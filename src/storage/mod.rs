//! Secure storage backends for the token cache blob
//!
//! Every backend binds one cache identity to a secure store entry plus a
//! plaintext marker file whose mtime announces changes. The marker never
//! holds the secret (for the file-based backends the file content is the
//! ciphertext or, when explicitly opted in, the plaintext cache).
//!
//! Backends:
//! - macOS Keychain, Windows Credential Manager, Linux Secret Service (via `keyring`)
//! - DPAPI-encrypted file on Windows
//! - Unprotected file, for hosts with no usable secure store

mod keyring_store;
mod plaintext;

#[cfg(windows)]
mod dpapi_file;

use std::fmt;
use std::path::Path;
use std::sync::Arc;

use serde::{Deserialize, Serialize};
use thiserror::Error;

use crate::config::StorageConfig;
use crate::fileio::{FileIoError, RetryingFileOps};
use crate::observer::StorageObserver;

pub use keyring_store::KeyringAccessor;
pub use plaintext::PlaintextFileAccessor;

#[cfg(windows)]
pub use dpapi_file::DpapiFileAccessor;

/// Suffix appended to the marker path of a persistence probe
pub const PROBE_PATH_SUFFIX: &str = ".test";
/// Suffix appended to service and account names of a persistence probe
pub const PROBE_NAME_SUFFIX: &str = "test";

/// Which secure store holds the cache bytes
#[derive(Debug, Clone, Copy, PartialEq, Eq, Hash, Default, Serialize, Deserialize)]
#[serde(rename_all = "kebab-case")]
pub enum BackendKind {
    /// Pick the native store for the current platform
    #[default]
    Auto,
    /// macOS Keychain
    Keychain,
    /// Windows Credential Manager
    CredentialManager,
    /// Linux Secret Service, fronted by the kernel keyring
    Keyring,
    /// DPAPI-encrypted file (Windows)
    DpapiFile,
    /// Unprotected file, opt-in only
    PlaintextFile,
}

impl BackendKind {
    /// Resolves `Auto` to the platform default
    pub fn resolve(self) -> BackendKind {
        match self {
            BackendKind::Auto => {
                if cfg!(target_os = "macos") {
                    BackendKind::Keychain
                } else if cfg!(windows) {
                    BackendKind::DpapiFile
                } else {
                    BackendKind::Keyring
                }
            }
            other => other,
        }
    }

    pub fn as_str(&self) -> &'static str {
        match self {
            BackendKind::Auto => "auto",
            BackendKind::Keychain => "keychain",
            BackendKind::CredentialManager => "credential-manager",
            BackendKind::Keyring => "keyring",
            BackendKind::DpapiFile => "dpapi-file",
            BackendKind::PlaintextFile => "plaintext-file",
        }
    }

    /// Returns true if this backend exists on the current platform
    pub fn is_supported(self) -> bool {
        match self.resolve() {
            BackendKind::Keychain => cfg!(target_os = "macos"),
            BackendKind::CredentialManager | BackendKind::DpapiFile => cfg!(windows),
            BackendKind::Keyring => cfg!(target_os = "linux"),
            BackendKind::PlaintextFile | BackendKind::Auto => true,
        }
    }
}

impl fmt::Display for BackendKind {
    fn fmt(&self, f: &mut fmt::Formatter<'_>) -> fmt::Result {
        f.write_str(self.as_str())
    }
}

impl std::str::FromStr for BackendKind {
    type Err = StorageError;

    fn from_str(s: &str) -> Result<Self, Self::Err> {
        let kind = match s {
            "auto" => BackendKind::Auto,
            "keychain" => BackendKind::Keychain,
            "credential-manager" => BackendKind::CredentialManager,
            "keyring" => BackendKind::Keyring,
            "dpapi-file" => BackendKind::DpapiFile,
            "plaintext-file" => BackendKind::PlaintextFile,
            other => {
                return Err(StorageError::Unavailable {
                    backend: BackendKind::Auto,
                    reason: format!("unknown backend '{}'", other),
                })
            }
        };
        Ok(kind)
    }
}

/// Errors from secure storage backends
#[derive(Debug, Error)]
pub enum StorageError {
    /// The native store is locked, denied access, or missing on this host
    #[error("Secure storage unavailable ({backend}): {reason}")]
    Unavailable {
        backend: BackendKind,
        reason: String,
    },

    /// Marker or cache file operation failed
    #[error(transparent)]
    File(#[from] FileIoError),
}

impl StorageError {
    pub(crate) fn unavailable(backend: BackendKind, reason: impl fmt::Display) -> Self {
        StorageError::Unavailable {
            backend,
            reason: reason.to_string(),
        }
    }
}

/// Stores and retrieves the opaque cache blob
///
/// Implementations write the secret before touching the marker and delete
/// the marker before the secret.
#[cfg_attr(test, mockall::automock)]
pub trait SecureStorageAccessor: Send + Sync {
    /// Which backend this is
    fn kind(&self) -> BackendKind;

    /// The file whose mtime versions the cache
    fn marker_path(&self) -> &Path;

    /// Returns the stored blob, or `None` if nothing is stored
    fn read(&self) -> Result<Option<Vec<u8>>, StorageError>;

    /// Stores `data`, then bumps the marker
    fn write(&self, data: &[u8]) -> Result<(), StorageError>;

    /// Deletes the marker, then the stored blob
    fn clear(&self) -> Result<(), StorageError>;

    /// Builds an accessor on suffixed identifiers for a startup probe
    fn create_for_persistence_validation(
        &self,
    ) -> Result<Box<dyn SecureStorageAccessor>, StorageError>;
}

/// Builds the accessor selected by `config.backend`
pub fn create_accessor(
    config: &StorageConfig,
    observer: Arc<dyn StorageObserver>,
) -> Result<Box<dyn SecureStorageAccessor>, StorageError> {
    let backend = config.backend.resolve();
    if !backend.is_supported() {
        return Err(StorageError::unavailable(
            backend,
            "not supported on this platform",
        ));
    }

    let file_ops = RetryingFileOps::new(config.file_retry, observer.clone());
    let accessor: Box<dyn SecureStorageAccessor> = match backend {
        BackendKind::Keychain | BackendKind::CredentialManager | BackendKind::Keyring => {
            Box::new(KeyringAccessor::new(
                backend,
                &config.cache_path,
                &config.service_name,
                &config.account_name,
                file_ops,
                observer,
            )?)
        }
        BackendKind::PlaintextFile => Box::new(PlaintextFileAccessor::new(
            &config.cache_path,
            file_ops,
            observer,
        )),
        #[cfg(windows)]
        BackendKind::DpapiFile => Box::new(DpapiFileAccessor::new(
            &config.cache_path,
            file_ops,
            observer,
        )),
        other => {
            return Err(StorageError::unavailable(
                other,
                "not supported on this platform",
            ))
        }
    };
    Ok(accessor)
}

/// Appends `suffix` to a path without treating it as a new component
pub(crate) fn suffixed(path: &Path, suffix: &str) -> std::path::PathBuf {
    let mut raw = path.as_os_str().to_os_string();
    raw.push(suffix);
    raw.into()
}
//! Cross-process locking for the shared token cache
//!
//! A [`CrossProcessLock`] serializes read-modify-write cycles on the cache
//! between independent processes (exclusive OS lock on a lock file) and
//! between threads of one process (in-memory fast path checked first).

mod cross_process;
mod in_process;

pub use cross_process::{CrossProcessLock, LockError, LockHandle, LockOwner};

## Exercise details
Where a line contains the word "then", copy that line from the listing above.

## Response for this exercise
    /// Stores `data`, then bumps the marker
    /// Deletes the marker, then the stored blob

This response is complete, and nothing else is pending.